医療に限界があるからこそ、誠意をもって、親御さんに、そして子どもにも向き合ってほしい、と私は思います。


風邪と同じように、本人の自然治癒力が治すのです。
発達に関しても同じこと。
本人が求める刺激、環境、学びを存分にやり切ることが、神経発達を豊かに育てます。
こういった前向きな話がもっと溢れるようになってもらいたい。


一部の親御さんが、診断名欲しさに、できるだけ重く、重症度を強調して書いてもらいたく、医療にすり寄っていくことがあります。
そうすれば、公的な支援が多く、長くもらえるから。
だからこそ、待合室でも聞こえるくらいに、「重く書いときましたから、お母さん」なんて言葉が聴こえてくる。
だからこそ、そんなつもりがない親御さんにまで、「重く書きましょうか?」なんて言葉が投げかけられる。
「重いことが良い」「軽くならないのが良い」などという曲がった価値観が、「治る」を真剣に考えない専門医療へと留めている要因にもなっていると感じます。
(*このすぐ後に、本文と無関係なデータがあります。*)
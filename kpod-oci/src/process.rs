//! Launching the monitor and runtime binaries.
//!
//! The lifecycle protocols never touch `tokio::process` directly; they go
//! through [`ProcessLauncher`] so they can be driven by a scripted launcher
//! in tests.

use std::fmt;
use std::io;
use std::os::fd::{AsRawFd, OwnedFd, RawFd};
use std::path::{Path, PathBuf};
use std::process::{Output, Stdio};

use async_trait::async_trait;
use nix::errno::Errno;
use nix::sys::signal::{Signal, kill};
use nix::unistd::Pid;
use tokio::process::{Child, Command};

/// First descriptor number used for inherited fds; 0-2 are stdio.
pub const FIRST_INHERITED_FD: RawFd = 3;

/// Upper bound on fds handed to one child.
const MAX_INHERITED_FDS: usize = 8;

/// How a standard stream of the child is wired.
#[derive(Debug, Clone, Copy, Default, PartialEq, Eq)]
pub enum StdioMode {
    #[default]
    Inherit,
    Null,
    Piped,
}

impl From<StdioMode> for Stdio {
    fn from(mode: StdioMode) -> Self {
        match mode {
            StdioMode::Inherit => Stdio::inherit(),
            StdioMode::Null => Stdio::null(),
            StdioMode::Piped => Stdio::piped(),
        }
    }
}

/// A command to run, plus the descriptors it inherits.
///
/// Descriptors in `fds` are installed in the child as 3, 4, ... in order.
/// They are closed in the parent once the `CommandSpec` is dropped.
#[derive(Debug, Default)]
pub struct CommandSpec {
    pub program: PathBuf,
    pub args: Vec<String>,
    /// Replace the parent environment with `env` instead of extending it.
    pub clear_env: bool,
    pub env: Vec<(String, String)>,
    pub cwd: Option<PathBuf>,
    pub fds: Vec<OwnedFd>,
    pub new_process_group: bool,
    pub stdin: StdioMode,
    pub stdout: StdioMode,
    pub stderr: StdioMode,
}

impl CommandSpec {
    pub fn new(program: impl AsRef<Path>) -> Self {
        Self {
            program: program.as_ref().to_path_buf(),
            ..Default::default()
        }
    }

    pub fn arg(mut self, arg: impl Into<String>) -> Self {
        self.args.push(arg.into());
        self
    }

    pub fn args<I, S>(mut self, args: I) -> Self
    where
        I: IntoIterator<Item = S>,
        S: Into<String>,
    {
        self.args.extend(args.into_iter().map(Into::into));
        self
    }

    /// Use exactly these `KEY=VALUE` entries as the environment.
    pub fn env_exact<I, S>(mut self, entries: I) -> Self
    where
        I: IntoIterator<Item = S>,
        S: AsRef<str>,
    {
        self.clear_env = true;
        self.env = entries
            .into_iter()
            .filter_map(|kv| {
                kv.as_ref()
                    .split_once('=')
                    .map(|(k, v)| (k.to_string(), v.to_string()))
            })
            .collect();
        self
    }

    pub fn current_dir(mut self, dir: impl AsRef<Path>) -> Self {
        self.cwd = Some(dir.as_ref().to_path_buf());
        self
    }

    pub fn inherit_fd(mut self, fd: OwnedFd) -> Self {
        self.fds.push(fd);
        self
    }

    pub fn process_group(mut self) -> Self {
        self.new_process_group = true;
        self
    }

    pub fn stdin(mut self, mode: StdioMode) -> Self {
        self.stdin = mode;
        self
    }

    pub fn stdout(mut self, mode: StdioMode) -> Self {
        self.stdout = mode;
        self
    }

    pub fn stderr(mut self, mode: StdioMode) -> Self {
        self.stderr = mode;
        self
    }

    /// Capture stdout and stderr, no stdin.
    pub fn captured(self) -> Self {
        self.stdin(StdioMode::Null)
            .stdout(StdioMode::Piped)
            .stderr(StdioMode::Piped)
    }

    /// Human readable command line for logs and errors.
    pub fn display(&self) -> String {
        let mut line = self.program.display().to_string();
        for arg in &self.args {
            line.push(' ');
            line.push_str(arg);
        }
        line
    }
}

/// A started child process.
#[async_trait]
pub trait SpawnedProcess: Send {
    /// PID, if the child has not been reaped yet.
    fn id(&self) -> Option<u32>;

    /// Wait for exit. Streams that were not piped come back empty.
    async fn wait(self: Box<Self>) -> io::Result<Output>;
}

/// Capability to start processes and probe PIDs.
#[async_trait]
pub trait ProcessLauncher: Send + Sync + fmt::Debug {
    async fn spawn(&self, spec: CommandSpec) -> io::Result<Box<dyn SpawnedProcess>>;

    /// Run to completion.
    async fn output(&self, spec: CommandSpec) -> io::Result<Output> {
        self.spawn(spec).await?.wait().await
    }

    /// Send `signal` to `pid`; `None` only checks that the process exists.
    fn signal(&self, pid: i32, signal: Option<Signal>) -> nix::Result<()>;
}

/// Whether `pid` refers to a live process.
///
/// Only ESRCH counts as gone; a PID we may not signal still exists.
pub fn process_exists(launcher: &dyn ProcessLauncher, pid: i32) -> bool {
    if pid <= 0 {
        return false;
    }
    !matches!(launcher.signal(pid, None), Err(Errno::ESRCH))
}

/// Launcher backed by real OS processes.
#[derive(Debug, Default, Clone, Copy)]
pub struct SystemLauncher;

struct SystemProcess {
    child: Child,
}

#[async_trait]
impl SpawnedProcess for SystemProcess {
    fn id(&self) -> Option<u32> {
        self.child.id()
    }

    async fn wait(self: Box<Self>) -> io::Result<Output> {
        self.child.wait_with_output().await
    }
}

#[async_trait]
impl ProcessLauncher for SystemLauncher {
    async fn spawn(&self, spec: CommandSpec) -> io::Result<Box<dyn SpawnedProcess>> {
        if spec.fds.len() > MAX_INHERITED_FDS {
            return Err(io::Error::new(
                io::ErrorKind::InvalidInput,
                format!("too many inherited fds: {}", spec.fds.len()),
            ));
        }

        let mut cmd = Command::new(&spec.program);
        cmd.args(&spec.args);
        if spec.clear_env {
            cmd.env_clear();
        }
        cmd.envs(spec.env.iter().map(|(k, v)| (k.as_str(), v.as_str())));
        if let Some(dir) = &spec.cwd {
            cmd.current_dir(dir);
        }
        cmd.stdin(Stdio::from(spec.stdin))
            .stdout(Stdio::from(spec.stdout))
            .stderr(Stdio::from(spec.stderr));
        if spec.new_process_group {
            cmd.process_group(0);
        }

        if !spec.fds.is_empty() {
            let raw: Vec<RawFd> = spec.fds.iter().map(|fd| fd.as_raw_fd()).collect();
            // SAFETY: install_fds only calls fcntl and dup2, both
            // async-signal-safe, and does not allocate.
            unsafe {
                cmd.pre_exec(move || install_fds(&raw));
            }
        }

        let child = cmd.spawn()?;
        // The child holds its own copies now.
        drop(spec.fds);
        Ok(Box::new(SystemProcess { child }))
    }

    fn signal(&self, pid: i32, signal: Option<Signal>) -> nix::Result<()> {
        kill(Pid::from_raw(pid), signal)
    }
}

/// Install `fds` as 3, 4, ... in the forked child.
///
/// Sources are first moved above the target range so that installing one
/// never clobbers another that is still pending.
fn install_fds(fds: &[RawFd]) -> io::Result<()> {
    let floor = FIRST_INHERITED_FD + fds.len() as RawFd;
    let mut staged = [-1 as RawFd; MAX_INHERITED_FDS];
    for (slot, &fd) in staged.iter_mut().zip(fds) {
        let moved = unsafe { libc::fcntl(fd, libc::F_DUPFD_CLOEXEC, floor) };
        if moved < 0 {
            return Err(io::Error::last_os_error());
        }
        *slot = moved;
    }
    for (target, &fd) in (FIRST_INHERITED_FD..).zip(&staged[..fds.len()]) {
        // dup2 clears FD_CLOEXEC on the target.
        if unsafe { libc::dup2(fd, target) } < 0 {
            return Err(io::Error::last_os_error());
        }
    }
    Ok(())
}

#[cfg(test)]
mod tests {
    use super::*;

    #[test]
    fn env_exact_splits_entries() {
        let spec = CommandSpec::new("/bin/true").env_exact(["A=1", "B=x=y", "broken"]);
        assert!(spec.clear_env);
        assert_eq!(
            spec.env,
            vec![("A".into(), "1".into()), ("B".into(), "x=y".into())]
        );
    }

    #[test]
    fn display_joins_args() {
        let spec = CommandSpec::new("/usr/bin/runc").args(["kill", "abc", "TERM"]);
        assert_eq!(spec.display(), "/usr/bin/runc kill abc TERM");
    }

    #[test]
    fn non_positive_pid_never_exists() {
        let launcher = SystemLauncher;
        assert!(!process_exists(&launcher, 0));
        assert!(!process_exists(&launcher, -1));
        assert!(process_exists(&launcher, std::process::id() as i32));
    }

    #[tokio::test]
    async fn inherited_fd_reaches_child() {
        let (read, write) = nix::unistd::pipe().unwrap();
        let spec = CommandSpec::new("/bin/sh")
            .args(["-c", "echo hello >&3"])
            .inherit_fd(write)
            .stdout(StdioMode::Null);
        let child = SystemLauncher.spawn(spec).await.unwrap();
        let out = child.wait().await.unwrap();
        assert!(out.status.success());

        let mut buf = String::new();
        use std::io::Read;
        std::fs::File::from(read).read_to_string(&mut buf).unwrap();
        assert_eq!(buf, "hello\n");
    }
}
医療に限界があるように、専門家にも、支援者にも、エビデンスがあるアプローチにも、限界があります。
ですから、そういった者たちを絶対視しないこと。
あくまで、治していくのは、本人の自然治癒力であり、発達する力。
上手に使わなければ、選択できなければ、主体性がどんどん奪われていくだけ。
必要なときに頼り、それ以外はちゃんと距離を取る、ときにスパッと切り捨てる。


自然治癒力、発達する力は、主体性がないと発揮されないもの。
専門家を適度に諦める、期待しない姿勢が肝要です。
医療を、専門家を、宗教にしてはなりません。
発達は、自然科学であり、ヒトの、動物の自然な営み。